Le marégraphe de Marseille : un œil sur le climat

Un article proposé par Alain Coulomb, Président de l'association "Les Amis du Marégraphe".

Le mot « marégraphe » désigne à la fois un appareil qui mesure le niveau de la mer et les bâtiments qui abritent cet instrument. Celui de Marseille, géré par l’Institut national de l’information géographique et forestière (IGN), est à la fois un monument historique et un observatoire moderne du niveau de la mer.

Au niveau national et mondial, la mesure du niveau de la mer s’effectue essentiellement grâce à deux sortes d’outils : des satellites océanographiques (l’altimétrie satellitaire est fondée sur la mesure de la hauteur instantanée de la mer à l’aide d’un émetteur/récepteur d’ondes radar embarqué sur un satellite artificiel) et des marégraphes. Les deux techniques sont très complémentaires.

Un bijou patrimonial

Bâtiment le marégraphe de Marseille © Alain Coulomb

Le marégraphe de Marseille a été construit en 1883-1884 pour fixer l’origine des altitudes françaises continentales (l’altitude 0). Ce zéro a été établi grâce à un appareil qualifié de « totalisateur » car il effectue en permanence des sommes de niveaux d’eau. Cet intégrateur mécanique permet, par une simple division de deux chiffres fournis par l’instrument, de calculer rapidement et avec une précision extraordinaire, un niveau moyen de la mer sur une période choisie.

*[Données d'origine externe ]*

//! JMA warning and advisory fetch.
//!
//! One request per prefecture against the JMA warning endpoint, parsed into
//! `WarningRecord`s. Warning names are statically mapped for the languages
//! the vocabulary is maintained in (ja, en, zh, ko, vi, easy_ja); the
//! remaining languages are produced through the translator's AI tier and
//! cached there.

use serde::{Deserialize, Serialize};
use thiserror::Error;

use crate::config::Config;
use crate::language::Language;
use crate::translator::HybridTranslator;

/// Warning severity, ordered extreme > high > medium > low.
#[derive(Debug, Clone, Copy, PartialEq, Eq, PartialOrd, Ord, Hash, Serialize, Deserialize)]
#[serde(rename_all = "lowercase")]
pub enum Severity {
    Low,
    Medium,
    High,
    Extreme,
}

impl Severity {
    pub fn as_str(&self) -> &'static str {
        match self {
            Severity::Low => "low",
            Severity::Medium => "medium",
            Severity::High => "high",
            Severity::Extreme => "extreme",
        }
    }

    pub fn parse(value: &str) -> Option<Severity> {
        match value {
            "low" => Some(Severity::Low),
            "medium" => Some(Severity::Medium),
            "high" => Some(Severity::High),
            "extreme" => Some(Severity::Extreme),
            _ => None,
        }
    }

    pub fn from_str_or_medium(value: &str) -> Severity {
        Severity::parse(value).unwrap_or(Severity::Medium)
    }
}

/// Alert classification derived from severity.
#[derive(Debug, Clone, Copy, PartialEq, Eq, Serialize, Deserialize)]
#[serde(rename_all = "snake_case")]
pub enum AlertKind {
    SpecialWarning,
    Warning,
    Advisory,
    Watch,
}

impl From<Severity> for AlertKind {
    fn from(severity: Severity) -> Self {
        match severity {
            Severity::Extreme => AlertKind::SpecialWarning,
            Severity::High => AlertKind::Warning,
            Severity::Medium => AlertKind::Advisory,
            Severity::Low => AlertKind::Watch,
        }
    }
}

/// One active warning for one area, optionally translated.
#[derive(Debug, Clone, Serialize, Deserialize)]
pub struct WarningRecord {
    pub id: String,
    pub kind: AlertKind,
    pub area_code: String,
    pub area: String,
    pub title: String,
    pub title_translated: Option<String>,
    pub description: String,
    pub description_translated: Option<String>,
    pub severity: Severity,
    pub issued_at: String,
    pub action: Option<String>,
}

/// A per-area fetch failed: timeout, non-2xx, or unparsable body.
#[derive(Debug, Error)]
pub enum FetchError {
    #[error("request failed: {0}")]
    Http(#[from] reqwest::Error),

    #[error("upstream returned {0}")]
    Status(reqwest::StatusCode),

    #[error("malformed payload: {0}")]
    Malformed(#[from] serde_json::Error),
}

/// Languages whose warning vocabulary is statically mapped.
const STATIC_LANGUAGES: [&str; 6] = ["ja", "en", "zh", "ko", "vi", "easy_ja"];

fn is_static_language(language: Language) -> bool {
    STATIC_LANGUAGES.contains(&language.code())
}

/// JMA warning code table: (code, ja, en, zh, ko, vi, easy_ja, severity).
const WARNING_CODES: [(&str, &str, &str, &str, &str, &str, &str, Severity); 30] = [
    ("02", "暴風雪警報", "Blizzard Warning", "暴风雪警报", "폭풍설 경보", "Cảnh báo bão tuyết", "ふぶき けいほう", Severity::High),
    ("03", "大雨警報", "Heavy Rain Warning", "大雨警报", "호우 경보", "Cảnh báo mưa lớn", "おおあめ けいほう", Severity::High),
    ("04", "洪水警報", "Flood Warning", "洪水警报", "홍수 경보", "Cảnh báo lũ lụt", "こうずい けいほう", Severity::High),
    ("05", "暴風警報", "Storm Warning", "暴风警报", "폭풍 경보", "Cảnh báo bão", "ぼうふう けいほう", Severity::High),
    ("06", "大雪警報", "Heavy Snow Warning", "大雪警报", "대설 경보", "Cảnh báo tuyết lớn", "おおゆき けいほう", Severity::High),
    ("07", "波浪警報", "High Waves Warning", "海浪警报", "파랑 경보", "Cảnh báo sóng lớn", "なみ けいほう", Severity::High),
    ("08", "高潮警報", "Storm Surge Warning", "风暴潮警报", "해일 경보", "Cảnh báo triều cường", "たかしお けいほう", Severity::High),
    ("10", "大雨注意報", "Heavy Rain Advisory", "大雨注意报", "호우 주의보", "Chú ý mưa lớn", "おおあめ ちゅういほう", Severity::Medium),
    ("12", "大雪注意報", "Heavy Snow Advisory", "大雪注意报", "대설 주의보", "Chú ý tuyết lớn", "おおゆき ちゅういほう", Severity::Medium),
    ("13", "風雪注意報", "Wind Snow Advisory", "风雪注意报", "풍설 주의보", "Chú ý gió tuyết", "ふうせつ ちゅういほう", Severity::Medium),
    ("14", "雷注意報", "Thunder Advisory", "雷电注意报", "뇌우 주의보", "Chú ý sấm sét", "かみなり ちゅういほう", Severity::Medium),
    ("15", "強風注意報", "Strong Wind Advisory", "强风注意报", "강풍 주의보", "Chú ý gió mạnh", "つよいかぜ ちゅういほう", Severity::Medium),
    ("16", "波浪注意報", "High Waves Advisory", "海浪注意报", "파랑 주의보", "Chú ý sóng lớn", "なみ ちゅういほう", Severity::Medium),
    ("17", "融雪注意報", "Snowmelt Advisory", "融雪注意报", "융설 주의보", "Chú ý tan tuyết", "ゆきどけ ちゅういほう", Severity::Medium),
    ("18", "洪水注意報", "Flood Advisory", "洪水注意报", "홍수 주의보", "Chú ý lũ lụt", "こうずい ちゅういほう", Severity::Medium),
    ("19", "高潮注意報", "Storm Surge Advisory", "风暴潮注意报", "해일 주의보", "Chú ý triều cường", "たかしお ちゅういほう", Severity::Medium),
    ("20", "濃霧注意報", "Dense Fog Advisory", "浓雾注意报", "짙은 안개 주의보", "Chú ý sương mù dày", "きり ちゅういほう", Severity::Low),
    ("21", "乾燥注意報", "Dry Air Advisory", "干燥注意报", "건조 주의보", "Chú ý không khí khô", "かんそう ちゅういほう", Severity::Low),
    ("22", "なだれ注意報", "Avalanche Advisory", "雪崩注意报", "눈사태 주의보", "Chú ý lở tuyết", "なだれ ちゅういほう", Severity::Medium),
    ("23", "低温注意報", "Low Temperature Advisory", "低温注意报", "저온 주의보", "Chú ý nhiệt độ thấp", "さむさ ちゅういほう", Severity::Low),
    ("24", "霜注意報", "Frost Advisory", "霜冻注意报", "서리 주의보", "Chú ý sương giá", "しも ちゅういほう", Severity::Low),
    ("25", "着氷注意報", "Icing Advisory", "结冰注意报", "착빙 주의보", "Chú ý đóng băng", "こおり ちゅういほう", Severity::Low),
    ("26", "着雪注意報", "Snow Accretion Advisory", "积雪注意报", "착설 주의보", "Chú ý tuyết bám", "ゆき ちゅういほう", Severity::Low),
    ("32", "暴風雪特別警報", "Blizzard Emergency Warning", "暴风雪特别警报", "폭풍설 특별 경보", "Cảnh báo khẩn cấp bão tuyết", "ふぶき とくべつけいほう", Severity::Extreme),
    ("33", "大雨特別警報", "Heavy Rain Emergency Warning", "大雨特别警报", "호우 특별 경보", "Cảnh báo khẩn cấp mưa lớn", "おおあめ とくべつけいほう", Severity::Extreme),
    ("35", "暴風特別警報", "Storm Emergency Warning", "暴风特别警报", "폭풍 특별 경보", "Cảnh báo khẩn cấp bão", "ぼうふう とくべつけいほう", Severity::Extreme),
    ("36", "大雪特別警報", "Heavy Snow Emergency Warning", "大雪特别警报", "대설 특별 경보", "Cảnh báo khẩn cấp tuyết lớn", "おおゆき とくべつけいほう", Severity::Extreme),
    ("37", "波浪特別警報", "High Waves Emergency Warning", "海浪特别警报", "파랑 특별 경보", "Cảnh báo khẩn cấp sóng lớn", "なみ とくべつけいほう", Severity::Extreme),
    ("38", "高潮特別警報", "Storm Surge Emergency Warning", "风暴潮特别警报", "해일 특별 경보", "Cảnh báo khẩn cấp triều cường", "たかしお とくべつけいほう", Severity::Extreme),
    ("39", "津波特別警報", "Tsunami Emergency Warning", "海啸特别警报", "쓰나미 특별 경보", "Cảnh báo khẩn cấp sóng thần", "つなみ とくべつけいほう", Severity::Extreme),
];

struct WarningInfo {
    ja: &'static str,
    en: &'static str,
    zh: &'static str,
    ko: &'static str,
    vi: &'static str,
    easy_ja: &'static str,
    severity: Severity,
}

fn warning_info(code: &str) -> Option<WarningInfo> {
    WARNING_CODES
        .iter()
        .find(|(c, ..)| *c == code)
        .map(|&(_, ja, en, zh, ko, vi, easy_ja, severity)| WarningInfo {
            ja,
            en,
            zh,
            ko,
            vi,
            easy_ja,
            severity,
        })
}

impl WarningInfo {
    /// Name in a statically mapped language, falling back en → ja.
    fn name(&self, language: Language) -> &'static str {
        match language.code() {
            "ja" => self.ja,
            "en" => self.en,
            "zh" => self.zh,
            "ko" => self.ko,
            "vi" => self.vi,
            "easy_ja" => self.easy_ja,
            _ => self.en,
        }
    }
}

/// Description sentence templates for the statically mapped languages.
/// Placeholders: {area}, {warning}.
fn description_template(language: Language) -> &'static str {
    match language.code() {
        "ja" => "{area}に{warning}が発表されています。",
        "zh" => "{area}发布了{warning}。",
        "ko" => "{area}에 {warning}이(가) 발령되었습니다.",
        "vi" => "{warning} đã được ban hành cho {area}.",
        "easy_ja" => "{area}に {warning}が でています。",
        _ => "{warning} has been issued for {area}.",
    }
}

fn describe(area: &str, warning: &str, language: Language) -> String {
    description_template(language)
        .replace("{area}", area)
        .replace("{warning}", warning)
}

/// Stable record id: area, warning code and the upstream report timestamp
/// reduced to digits.
fn record_id(area_code: &str, warning_code: &str, report_datetime: &str) -> String {
    let stamp: String = report_datetime
        .chars()
        .filter(char::is_ascii_digit)
        .take(12)
        .collect();
    format!("{}_{}_{}", area_code, warning_code, stamp)
}

/// Client for the JMA per-prefecture warning endpoint.
#[derive(Clone)]
pub struct WarningService {
    client: reqwest::Client,
    base_url: String,
    timeout: std::time::Duration,
    translator: HybridTranslator,
}

impl WarningService {
    pub fn new(config: &Config, translator: HybridTranslator) -> Self {
        Self {
            client: reqwest::Client::new(),
            base_url: config.jma_base_url.clone(),
            timeout: config.api_timeout,
            translator,
        }
    }

    /// Fetch and parse the active warnings for one area.
    ///
    /// The upstream's ordering within the area is preserved. For languages
    /// outside the static set, names and descriptions come from the
    /// translator's AI tier (cached across calls).
    pub async fn get_warnings(
        &self,
        area_code: &str,
        language: Language,
    ) -> Result<Vec<WarningRecord>, FetchError> {
        let url = format!("{}/warning/data/warning/{}.json", self.base_url, area_code);

        let response = self
            .client
            .get(&url)
            .timeout(self.timeout)
            .send()
            .await?;

        if !response.status().is_success() {
            return Err(FetchError::Status(response.status()));
        }

        let body = response.text().await?;
        let data: serde_json::Value = serde_json::from_str(&body)?;

        if is_static_language(language) {
            Ok(self.parse_warnings(&data, area_code, language))
        } else {
            Ok(self.parse_warnings_with_ai(&data, area_code, language).await)
        }
    }

    /// Walk the JMA payload, keeping announced warnings with known codes.
    fn parse_warnings(
        &self,
        data: &serde_json::Value,
        area_code: &str,
        language: Language,
    ) -> Vec<WarningRecord> {
        let mut records = Vec::new();
        let report_datetime = data
            .get("reportDatetime")
            .and_then(serde_json::Value::as_str)
            .unwrap_or("");

        for (area_name_ja, warning_code) in announced_warnings(data) {
            let Some(info) = warning_info(&warning_code) else {
                continue;
            };

            let title_ja = info.ja;
            let area_translated = if language.is_source() {
                area_name_ja.clone()
            } else {
                crate::phrases::location_name(&area_name_ja, language)
                    .map(str::to_owned)
                    .unwrap_or_else(|| area_name_ja.clone())
            };

            let (title_translated, description_translated) = if language.is_source() {
                (None, None)
            } else {
                let name = info.name(language);
                (
                    Some(name.to_owned()),
                    Some(describe(&area_translated, name, language)),
                )
            };

            records.push(WarningRecord {
                id: record_id(area_code, &warning_code, report_datetime),
                kind: AlertKind::from(info.severity),
                area_code: area_code.to_owned(),
                area: area_translated,
                title: title_ja.to_owned(),
                title_translated,
                description: describe(&area_name_ja, title_ja, Language::JAPANESE),
                description_translated,
                severity: info.severity,
                issued_at: report_datetime.to_owned(),
                action: None,
            });
        }

        records
    }

    /// Same walk for languages outside the static set; names, descriptions
    /// and recommended actions come from the AI tier.
    async fn parse_warnings_with_ai(
        &self,
        data: &serde_json::Value,
        area_code: &str,
        language: Language,
    ) -> Vec<WarningRecord> {
        let mut records = Vec::new();
        let report_datetime = data
            .get("reportDatetime")
            .and_then(serde_json::Value::as_str)
            .unwrap_or("");

        for (area_name_ja, warning_code) in announced_warnings(data) {
            let Some(info) = warning_info(&warning_code) else {
                continue;
            };
            let title_ja = info.ja;

            let generated = self
                .translator
                .generate_warning_text(title_ja, language, Some(&area_name_ja), info.severity)
                .await;
            let area_translated = self
                .translator
                .translate_location(&area_name_ja, language)
                .await;

            let description_translated = if generated.description.is_empty() {
                // AI unavailable: fall back to the English static wording
                describe(&area_translated, info.en, Language::ENGLISH)
            } else {
                generated.description.clone()
            };

            records.push(WarningRecord {
                id: record_id(area_code, &warning_code, report_datetime),
                kind: AlertKind::from(info.severity),
                area_code: area_code.to_owned(),
                area: area_translated,
                title: title_ja.to_owned(),
                title_translated: Some(generated.name),
                description: describe(&area_name_ja, title_ja, Language::JAPANESE),
                description_translated: Some(description_translated),
                severity: info.severity,
                issued_at: report_datetime.to_owned(),
                action: if generated.action.is_empty() {
                    None
                } else {
                    Some(generated.action)
                },
            });
        }

        records
    }
}

/// (area name, warning code) pairs for every announced warning, in upstream
/// order.
fn announced_warnings(data: &serde_json::Value) -> Vec<(String, String)> {
    let mut pairs = Vec::new();

    let Some(area_types) = data.get("areaTypes").and_then(serde_json::Value::as_array) else {
        return pairs;
    };

    for area_type in area_types {
        let Some(areas) = area_type.get("areas").and_then(serde_json::Value::as_array) else {
            continue;
        };
        for area in areas {
            let name = area
                .get("name")
                .and_then(serde_json::Value::as_str)
                .unwrap_or("");
            let Some(warnings) = area.get("warnings").and_then(serde_json::Value::as_array)
            else {
                continue;
            };
            for warning in warnings {
                let code = warning
                    .get("code")
                    .and_then(serde_json::Value::as_str)
                    .unwrap_or("");
                let status = warning
                    .get("status")
                    .and_then(serde_json::Value::as_str)
                    .unwrap_or("");

                // Only warnings currently announced
                if status == "発表" && !code.is_empty() {
                    pairs.push((name.to_owned(), code.to_owned()));
                }
            }
        }
    }

    pairs
}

Il a été conçu par un ingénieur allemand et construit dans la banlieue de Hambourg. Trois marégraphes totalisateurs ont été assemblés dans cette ville. Les deux premiers ont disparu assez rapidement. Le marégraphe mécanique de Marseille, en parfait état de marche (même si la partie enregistrement papier n’est plus utilisée depuis le départ du dernier gardien en 1988), est donc aujourd’hui unique au monde. L’observatoire marégraphique de Marseille est classé Monument historique depuis 2002.

Un observatoire moderne

Marégraphe mécanique © Alain Coulomb

L’intérêt actuel de cet observatoire est de participer au suivi et à la compréhension de l’un des nombreux effets des changements climatiques : l’élévation de plus en plus rapide du niveau moyen des mers. La série de hauteurs d’eau fournie par le marégraphe de Marseille est très longue (137 ans d’observations, pratiquement sans interruption). Cette série est également l’une des plus cohérente (très peu de changements d’appareils, pratiquement pas de changements dans l’environnement des mesures, etc.). Pour ces raisons, le marégraphe de Marseille est intégré au réseau GLOSS (Global sea level observing system), réseau mondial de marégraphes destiné à étudier le niveau des mers.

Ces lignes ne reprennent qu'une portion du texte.